Problem description
The string "Result" may appear in lines of the data; report how many lines contain it, with no other output.

Extracted records
-------

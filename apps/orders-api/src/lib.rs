// Allow unwrap/expect in tests - tests should panic on unexpected errors
// Allow test-specific patterns and pedantic lints in test code
#![cfg_attr(
    test,
    allow(
        clippy::unwrap_used,
        clippy::expect_used,
        clippy::too_many_lines,
        clippy::needless_pass_by_value,
        clippy::default_trait_access,
        clippy::items_after_statements
    )
)]

//! Orders API - Rust Core Library
//!
//! REST service for managing customer orders backed by an in-memory store.
//!
//! # Architecture (Clean Architecture + DDD + Hexagonal)
//!
//! ## Layers (inside → outside)
//!
//! - **Domain**: Core business logic (aggregates, value objects)
//!   - `orders`: Order aggregate, line items, status lifecycle, store port
//!   - `shared`: Identifiers, money, timestamps
//!
//! - **Infrastructure**: Adapters (implementations)
//!   - `persistence`: In-memory order store and sample data seeding
//!   - `http`: REST API controller
//!
//! Orders are immutable values: derived fields (line subtotals, the order
//! total, the billing address fallback) are computed once at construction,
//! and a status change produces a fresh order that replaces the stored one.

#![forbid(unsafe_code)]
#![warn(missing_docs)]
#![warn(clippy::pedantic)]

/// Configuration loaded from environment variables.
pub mod config;

/// Domain layer - Core business logic with no external dependencies.
pub mod domain;

/// Infrastructure layer - Adapters and external integrations.
pub mod infrastructure;

// Domain re-exports
pub use domain::orders::{
    CreateOrderCommand, ListOrdersQuery, MAX_PAGE_SIZE, Order, OrderError, OrderItem,
    OrderItemInput, OrderStatus, OrderStore,
};
pub use domain::shared::{CustomerId, Money, OrderId, OrderItemId, ProductId, Timestamp};

// Infrastructure re-exports
pub use infrastructure::http::{AppState, create_router};
pub use infrastructure::persistence::{InMemoryOrderStore, seed_sample_orders};

// Configuration re-exports
pub use config::Settings;
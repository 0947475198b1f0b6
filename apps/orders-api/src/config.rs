//! Service Configuration Settings
//!
//! Configuration for the orders service, loaded from environment variables.
//! Every variable is optional; defaults suit local development.
//!
//! | Variable                  | Default       |
//! |---------------------------|---------------|
//! | `ORDERS_APP_NAME`         | `Orders API`  |
//! | `ORDERS_BIND_ADDRESS`     | `0.0.0.0`     |
//! | `ORDERS_HTTP_PORT`        | `8000`        |
//! | `ORDERS_API_PREFIX`       | `/api/v1`     |
//! | `ORDERS_SEED_SAMPLE_DATA` | `true`        |

use thiserror::Error;

/// Configuration errors.
#[derive(Debug, Error)]
pub enum ConfigError {
    /// API prefix did not start with `/` or ended with `/`.
    #[error("Invalid API prefix '{0}': must start with '/' and not end with '/'")]
    InvalidApiPrefix(String),
}

/// Complete service configuration.
#[derive(Debug, Clone)]
pub struct Settings {
    /// Application name reported by the health endpoint.
    pub app_name: String,
    /// Bind address for the HTTP server.
    pub bind_address: String,
    /// HTTP server port.
    pub http_port: u16,
    /// URL prefix for order routes, e.g. `/api/v1`.
    pub api_prefix: String,
    /// Whether to seed sample orders at startup.
    pub seed_sample_data: bool,
}

impl Default for Settings {
    fn default() -> Self {
        Self {
            app_name: "Orders API".to_string(),
            bind_address: "0.0.0.0".to_string(),
            http_port: 8000,
            api_prefix: "/api/v1".to_string(),
            seed_sample_data: true,
        }
    }
}

impl Settings {
    /// Create configuration from environment variables.
    ///
    /// # Errors
    ///
    /// Returns an error if `ORDERS_API_PREFIX` is malformed.
    pub fn from_env() -> Result<Self, ConfigError> {
        let defaults = Self::default();

        let api_prefix =
            std::env::var("ORDERS_API_PREFIX").unwrap_or_else(|_| defaults.api_prefix.clone());
        validate_api_prefix(&api_prefix)?;

        Ok(Self {
            app_name: std::env::var("ORDERS_APP_NAME").unwrap_or(defaults.app_name),
            bind_address: std::env::var("ORDERS_BIND_ADDRESS").unwrap_or(defaults.bind_address),
            http_port: parse_env_u16("ORDERS_HTTP_PORT", defaults.http_port),
            api_prefix,
            seed_sample_data: parse_env_bool("ORDERS_SEED_SAMPLE_DATA", defaults.seed_sample_data),
        })
    }
}

fn validate_api_prefix(prefix: &str) -> Result<(), ConfigError> {
    if prefix.starts_with('/') && !prefix.ends_with('/') {
        Ok(())
    } else {
        Err(ConfigError::InvalidApiPrefix(prefix.to_string()))
    }
}

fn parse_env_u16(key: &str, default: u16) -> u16 {
    std::env::var(key)
        .ok()
        .and_then(|v| v.parse().ok())
        .unwrap_or(default)
}

fn parse_env_bool(key: &str, default: bool) -> bool {
    std::env::var(key).map_or(default, |v| v.to_lowercase() != "false" && v != "0")
}
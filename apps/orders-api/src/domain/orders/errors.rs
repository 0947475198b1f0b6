//! Order domain errors.

use std::fmt;

/// Errors that can occur when constructing or storing orders.
///
/// A query miss ("no order with that id") is deliberately not represented
/// here: `get`, `update_status` and `delete` report it through their return
/// values (`Option` / `bool`), because not-found is a normal query outcome,
/// not a fault.
#[derive(Debug, Clone, PartialEq, Eq)]
pub enum OrderError {
    /// An order must contain at least one line item.
    EmptyItems,
}

impl fmt::Display for OrderError {
    fn fmt(&self, f: &mut fmt::Formatter<'_>) -> fmt::Result {
        match self {
            Self::EmptyItems => {
                write!(f, "An order must contain at least one item")
            }
        }
    }
}

impl std::error::Error for OrderError {}
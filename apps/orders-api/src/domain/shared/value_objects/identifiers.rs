//! Strongly-typed identifiers for domain entities.
//!
//! These prevent mixing up IDs from different contexts.

use serde::{Deserialize, Serialize};
use std::fmt;

macro_rules! define_id {
    ($name:ident, $doc:expr) => {
        #[doc = $doc]
        #[derive(Debug, Clone, PartialEq, Eq, Hash, Serialize, Deserialize)]
        #[serde(transparent)]
        pub struct $name(String);

        impl $name {
            /// Create a new identifier from a string.
            #[must_use]
            pub fn new(value: impl Into<String>) -> Self {
                Self(value.into())
            }

            /// Generate a new unique identifier using UUID v4.
            #[must_use]
            pub fn generate() -> Self {
                Self(uuid::Uuid::new_v4().to_string())
            }

            /// Get the inner string value.
            #[must_use]
            pub fn as_str(&self) -> &str {
                &self.0
            }

            /// Consume and return the inner string.
            #[must_use]
            pub fn into_inner(self) -> String {
                self.0
            }
        }

        impl fmt::Display for $name {
            fn fmt(&self, f: &mut fmt::Formatter<'_>) -> fmt::Result {
                write!(f, "{}", self.0)
            }
        }

        impl AsRef<str> for $name {
            fn as_ref(&self) -> &str {
                &self.0
            }
        }

        impl From<String> for $name {
            fn from(value: String) -> Self {
                Self(value)
            }
        }

        impl From<&str> for $name {
            fn from(value: &str) -> Self {
                Self(value.to_string())
            }
        }
    };
}

define_id!(OrderId, "Unique identifier for an order.");
define_id!(OrderItemId, "Unique identifier for a line item within an order.");
define_id!(CustomerId, "Identifier for the customer who placed an order.");
define_id!(ProductId, "Identifier for a purchasable product.");
//! Shared Value Objects
//!
//! Immutable domain types used across the crate.
//! Value objects are compared by value, not identity.

mod identifiers;
mod money;
mod timestamp;

pub use identifiers::{CustomerId, OrderId, OrderItemId, ProductId};
pub use money::Money;
pub use timestamp::Timestamp;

-------

Written answer
4